[ Carnet de route 1981 à 1989 ]Retranscription |
Jean-Jacques chante en public :
Enchaînement sur Encore un matin chanté en public.
[Jean-Jacques, dans une voiture] "Quand j'ai vu ce qui se passait, comment ça démarrait avec les histoires de hits-parades, d'autographes, d'interviews etc... toute cette espèce de foire, je me suis posé la question s'il ne fallait pas arrêter. Bon... si ça valait le coup de continuer. Et puis je me suis dit, est-ce que j'étais prêt à soixante ans, par exemple, à sortir des vieilles coupures de journaux devant mes enfants, devant des amis en disant: "Vous savez, si j'avais voulu... peut-être que je serais devenu etc..." Et ensuite, je me suis dit, de quel droit moi, je me pose des questions sur une situation à laquelle tout le monde rêve, et tout le monde considère que c'est une grande chance, alors j'ai foncé..."
(avec Michael Jones)
[Jean-Jacques, dans sa loge] "Je ne me suis jamais vraiment posé des questions sur ce que je faisais, sur la nature de ce que je faisais. Bon ensuite, il y a des gens autour... j'ai entendu dire que... par exemple une chanson comme... [il chante Sister Jane en s'accompagnant à la guitare] etc... ça c'est une chanson de rock n'roll, et que par exemple [il chante "Quand la musique est bonne"] ça c'est une chanson de variété... M'ouais c'est possible, moi je ne suis pas vraiment un specialiste !
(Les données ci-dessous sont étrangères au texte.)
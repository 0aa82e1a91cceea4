//! Тестовые заглушки для workflow: API в памяти, запись уведомлений, tokio-таймер.

use async_trait::async_trait;
use chrono::{TimeZone, Utc};
use contracts::domain::a001_store_order::{PartnerRef, StoreOrder};
use contracts::shared::api::{
    Pagination, StoreOverviewQuery, StoreOverviewResponse, UpdateOverviewStatusRequest,
    UpdateOverviewStatusResponse,
};
use std::cell::{Cell, RefCell};
use std::collections::HashMap;
use std::time::Duration;

use super::notify::{Notification, Notifier};
use super::timer::Sleeper;
use crate::domain::a001_store_order::api::{ApiError, OrderApi};

pub fn order(id: &str, status: &str) -> StoreOrder {
    StoreOrder {
        id: id.to_string(),
        status: status.to_string(),
        created_at: Utc.with_ymd_and_hms(2024, 3, 1, 9, 0, 0).unwrap(),
        partner: Some(PartnerRef {
            id: format!("p-{id}"),
            name: "Schuhhaus Berger".to_string(),
            email: None,
        }),
        size: Some("42".to_string()),
        length: None,
        quantity: 1,
    }
}

pub fn orders(count: usize) -> Vec<StoreOrder> {
    (1..=count)
        .map(|n| order(&format!("o{n}"), "In_bearbeitung"))
        .collect()
}

#[derive(Debug, Clone)]
pub enum UpdateBehavior {
    Respond {
        success: bool,
        message: Option<String>,
    },
    Fail(ApiError),
}

impl UpdateBehavior {
    pub fn succeed() -> Self {
        UpdateBehavior::Respond {
            success: true,
            message: None,
        }
    }
}

/// API в памяти: пагинирует `dataset`, ищет по подстроке в id
pub struct MockOrderApi {
    dataset: RefCell<Vec<StoreOrder>>,
    fetch_failure: RefCell<Option<ApiError>>,
    fetch_response: RefCell<Option<StoreOverviewResponse>>,
    fetch_delays: RefCell<HashMap<u32, Duration>>,
    fetch_calls: RefCell<Vec<StoreOverviewQuery>>,
    update_behavior: RefCell<UpdateBehavior>,
    update_delay: Cell<Option<Duration>>,
    update_calls: RefCell<Vec<UpdateOverviewStatusRequest>>,
}

impl MockOrderApi {
    pub fn new() -> Self {
        Self {
            dataset: RefCell::new(Vec::new()),
            fetch_failure: RefCell::new(None),
            fetch_response: RefCell::new(None),
            fetch_delays: RefCell::new(HashMap::new()),
            fetch_calls: RefCell::new(Vec::new()),
            update_behavior: RefCell::new(UpdateBehavior::succeed()),
            update_delay: Cell::new(None),
            update_calls: RefCell::new(Vec::new()),
        }
    }

    pub fn with_orders(orders: Vec<StoreOrder>) -> Self {
        let api = Self::new();
        api.set_orders(orders);
        api
    }

    pub fn set_orders(&self, orders: Vec<StoreOrder>) {
        *self.dataset.borrow_mut() = orders;
    }

    pub fn set_fetch_failure(&self, error: Option<ApiError>) {
        *self.fetch_failure.borrow_mut() = error;
    }

    /// Отдавать этот ответ как есть вместо страницы из `dataset`
    pub fn set_fetch_response(&self, response: Option<StoreOverviewResponse>) {
        *self.fetch_response.borrow_mut() = response;
    }

    pub fn set_fetch_delay(&self, page: u32, delay: Duration) {
        self.fetch_delays.borrow_mut().insert(page, delay);
    }

    pub fn set_update_behavior(&self, behavior: UpdateBehavior) {
        *self.update_behavior.borrow_mut() = behavior;
    }

    pub fn set_update_delay(&self, delay: Duration) {
        self.update_delay.set(Some(delay));
    }

    pub fn fetch_calls(&self) -> Vec<StoreOverviewQuery> {
        self.fetch_calls.borrow().clone()
    }

    pub fn update_calls(&self) -> Vec<UpdateOverviewStatusRequest> {
        self.update_calls.borrow().clone()
    }
}

#[async_trait(?Send)]
impl OrderApi for MockOrderApi {
    async fn fetch_overview(
        &self,
        query: &StoreOverviewQuery,
    ) -> Result<StoreOverviewResponse, ApiError> {
        self.fetch_calls.borrow_mut().push(query.clone());
        let delay = self.fetch_delays.borrow().get(&query.page).copied();
        if let Some(delay) = delay {
            tokio::time::sleep(delay).await;
        }
        if let Some(error) = self.fetch_failure.borrow().clone() {
            return Err(error);
        }
        if let Some(response) = self.fetch_response.borrow().clone() {
            return Ok(response);
        }

        let matching: Vec<StoreOrder> = self
            .dataset
            .borrow()
            .iter()
            .filter(|o| match &query.search {
                Some(s) => o.id.to_lowercase().contains(&s.to_lowercase()),
                None => true,
            })
            .cloned()
            .collect();
        let total = matching.len() as u64;
        let offset = (query.page.saturating_sub(1) * query.limit) as usize;
        let data = matching
            .into_iter()
            .skip(offset)
            .take(query.limit as usize)
            .collect();

        Ok(StoreOverviewResponse {
            success: true,
            data,
            pagination: Some(Pagination::new(query.page, query.limit, total)),
            message: None,
        })
    }

    async fn update_status(
        &self,
        request: &UpdateOverviewStatusRequest,
    ) -> Result<UpdateOverviewStatusResponse, ApiError> {
        self.update_calls.borrow_mut().push(request.clone());
        if let Some(delay) = self.update_delay.get() {
            tokio::time::sleep(delay).await;
        }
        match self.update_behavior.borrow().clone() {
            UpdateBehavior::Respond { success, message } => {
                Ok(UpdateOverviewStatusResponse { success, message })
            }
            UpdateBehavior::Fail(error) => Err(error),
        }
    }
}

#[derive(Default)]
pub struct RecordingNotifier {
    seen: RefCell<Vec<Notification>>,
}

impl RecordingNotifier {
    pub fn take(&self) -> Vec<Notification> {
        std::mem::take(&mut *self.seen.borrow_mut())
    }
}

impl Notifier for RecordingNotifier {
    fn notify(&self, notification: Notification) {
        self.seen.borrow_mut().push(notification);
    }
}

pub struct TokioSleeper;

#[async_trait(?Send)]
impl Sleeper for TokioSleeper {
    async fn sleep(&self, duration: Duration) {
        tokio::time::sleep(duration).await;
    }
}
[Jean-Jacques dans une loge. Il enfile une cravate devant un miroir]
"Quand mon premier album est sorti, il y a des gens qui m'ont dit : Ouais c'est bien ce que vous faites, mais qu'est-ce que vous allez avoir comme look ? Je les ai regardés un peu atterré. Un look ?
Oui, regardez les chanteurs actuellement et les gens comme Couture, comme Lavilliers, ce sont des gens qui ont un look.
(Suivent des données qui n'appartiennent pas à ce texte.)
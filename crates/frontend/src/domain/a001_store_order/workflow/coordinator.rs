use contracts::domain::a001_store_order::{is_legal, OrderStatus};
use contracts::shared::api::UpdateOverviewStatusRequest;
use std::cell::RefCell;
use std::collections::HashSet;
use std::rc::Rc;

use super::error::{WorkflowError, UPDATE_FAILED_FALLBACK};
use super::notify::{Notification, Notifier};
use super::session::SessionToken;
use super::store::OrderStore;
use crate::domain::a001_store_order::api::OrderApi;

/// Переход, который сейчас сохраняется на сервере
#[derive(Debug, Clone, PartialEq, Eq, Hash)]
pub struct InFlightTransition {
    pub order_id: String,
    pub target: OrderStatus,
}

/// Результат `request_transition`
#[derive(Debug, Clone, PartialEq, Eq)]
pub enum TransitionOutcome {
    /// Сервер подтвердил, новый статус остаётся
    Applied,
    /// Такой же переход уже в работе, ничего не сделано
    Skipped,
    /// Ошибка; если запрос уходил на сервер, статус откатан
    Failed(WorkflowError),
    /// Страница закрыта до ответа сервера, состояние не трогали
    Abandoned,
}

/// Снимает отметку in-flight при любом выходе, в том числе при drop future
struct InFlightGuard<'a> {
    set: &'a RefCell<HashSet<InFlightTransition>>,
    key: InFlightTransition,
    store: &'a OrderStore,
}

impl Drop for InFlightGuard<'_> {
    fn drop(&mut self) {
        self.set.borrow_mut().remove(&self.key);
        self.store.mark_changed();
    }
}

/// Оптимистичная смена статуса заказа с откатом при ошибке
pub struct OptimisticUpdateCoordinator {
    store: Rc<OrderStore>,
    api: Rc<dyn OrderApi>,
    notifier: Rc<dyn Notifier>,
    session: SessionToken,
    in_flight: RefCell<HashSet<InFlightTransition>>,
}

impl OptimisticUpdateCoordinator {
    pub fn new(
        store: Rc<OrderStore>,
        api: Rc<dyn OrderApi>,
        notifier: Rc<dyn Notifier>,
        session: SessionToken,
    ) -> Self {
        Self {
            store,
            api,
            notifier,
            session,
            in_flight: RefCell::new(HashSet::new()),
        }
    }

    /// Идёт ли сохранение перехода `order_id -> target` (блокирует кнопку)
    pub fn is_in_flight(&self, order_id: &str, target: OrderStatus) -> bool {
        self.in_flight.borrow().contains(&InFlightTransition {
            order_id: order_id.to_string(),
            target,
        })
    }

    pub fn in_flight_count(&self) -> usize {
        self.in_flight.borrow().len()
    }

    fn fail(&self, error: WorkflowError) -> TransitionOutcome {
        self.notifier.notify(Notification::error(error.to_string()));
        TransitionOutcome::Failed(error)
    }

    /// Перевести заказ в статус `target`.
    ///
    /// Статус меняется в хранилище сразу, до ответа сервера. При ошибке
    /// сервера возвращается прежний статус, если страницу за это время
    /// не перезагрузили. Ровно один сетевой запрос и одно
    /// уведомление на вызов (кроме `Skipped` и `Abandoned`).
    pub async fn request_transition(&self, order_id: &str, target: OrderStatus) -> TransitionOutcome {
        let key = InFlightTransition {
            order_id: order_id.to_string(),
            target,
        };
        if self.in_flight.borrow().contains(&key) {
            log::debug!("Transition {} -> {} already in flight", order_id, target);
            return TransitionOutcome::Skipped;
        }

        let previous = match self.store.get(order_id) {
            Some(order) => order.status,
            None => return self.fail(WorkflowError::OrderNotFound(order_id.to_string())),
        };

        if !is_legal(&previous, target) {
            return self.fail(WorkflowError::IllegalTransition {
                order_id: order_id.to_string(),
                from: previous,
                to: target.code().to_string(),
            });
        }

        self.in_flight.borrow_mut().insert(key.clone());
        let _guard = InFlightGuard {
            set: &self.in_flight,
            key,
            store: &self.store,
        };

        self.store.set_status(order_id, target.code());
        let generation = self.store.generation();

        let request = UpdateOverviewStatusRequest {
            ids: vec![order_id.to_string()],
            status: target.code().to_string(),
        };
        let result = self.api.update_status(&request).await;

        if !self.session.is_live() {
            log::debug!("Session closed, dropping status response for {}", order_id);
            return TransitionOutcome::Abandoned;
        }

        let failure = match result {
            Ok(response) if response.success => None,
            Ok(response) => Some(response.message),
            Err(e) => {
                log::warn!("Status update for {} failed: {}", order_id, e);
                Some(e.server_message().map(String::from))
            }
        };

        match failure {
            None => {
                self.notifier.notify(Notification::success(format!(
                    "Status auf \"{}\" geändert",
                    target.label()
                )));
                TransitionOutcome::Applied
            }
            Some(message) => {
                let reloaded = self.store.generation() != generation;
                if reloaded || !self.store.restore_status(order_id, target.code(), &previous) {
                    log::debug!("Order {} reloaded while saving, keeping server status", order_id);
                }
                let message = message
                    .filter(|m| !m.trim().is_empty())
                    .unwrap_or_else(|| UPDATE_FAILED_FALLBACK.to_string());
                self.fail(WorkflowError::RemoteUpdate(message))
            }
        }
    }
}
Alors là c'était vraiment... le ciel m'est tombé sur la tête ! Puis bon, la date est arrivée de la première télé, alors je savais pas quoi faire. Alors bon... je me suis lavé les cheveux pour faire plus propre. Je me suis mis une chemise propre, une cravate parce que quand même la télé... Et puis j'ai appris après avec stupéfaction que j'avais un look !
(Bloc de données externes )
pub mod api;
pub mod ui;
pub mod workflow;
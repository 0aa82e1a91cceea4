//! API utilities for frontend-backend communication

/// Порт backend-сервера (axum)
pub const BACKEND_PORT: u16 = 3000;

/// Get the base URL for API requests
///
/// Built from the current window location, using the backend port.
/// Returns an empty string outside the browser (native tests).
pub fn api_base() -> String {
    let window = match web_sys::window() {
        Some(w) => w,
        None => return String::new(),
    };
    let location = window.location();
    let protocol = location.protocol().unwrap_or_else(|_| "http:".to_string());
    let hostname = location
        .hostname()
        .unwrap_or_else(|_| "127.0.0.1".to_string());
    format!("{}//{}:{}", protocol, hostname, BACKEND_PORT)
}

/// Build a full API URL from a path like "/store/store-overview"
pub fn api_url(path: &str) -> String {
    format!("{}{}", api_base(), path)
}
Clip : Il suffira d'un signe.
Clip : Envole-moi.
Clip : Les restos du coeur.
Dans sa loge, il chante avec sa guitare "Pas l'indifférence" avant de monter sur scène.
Je suis sûr que dans la salle, il y a des tas de gens vraiment... avec lesquels j'adorerais passer une heure ou deux. Avec lesquels j'adorerais discuter ou rire... Il n'y a pas tellement de temps pour ce types de rapports. Ça, c'est probablement une des choses que je regrette vraiment le plus.
Jean-Jacques chante Confidentiel avec la foule.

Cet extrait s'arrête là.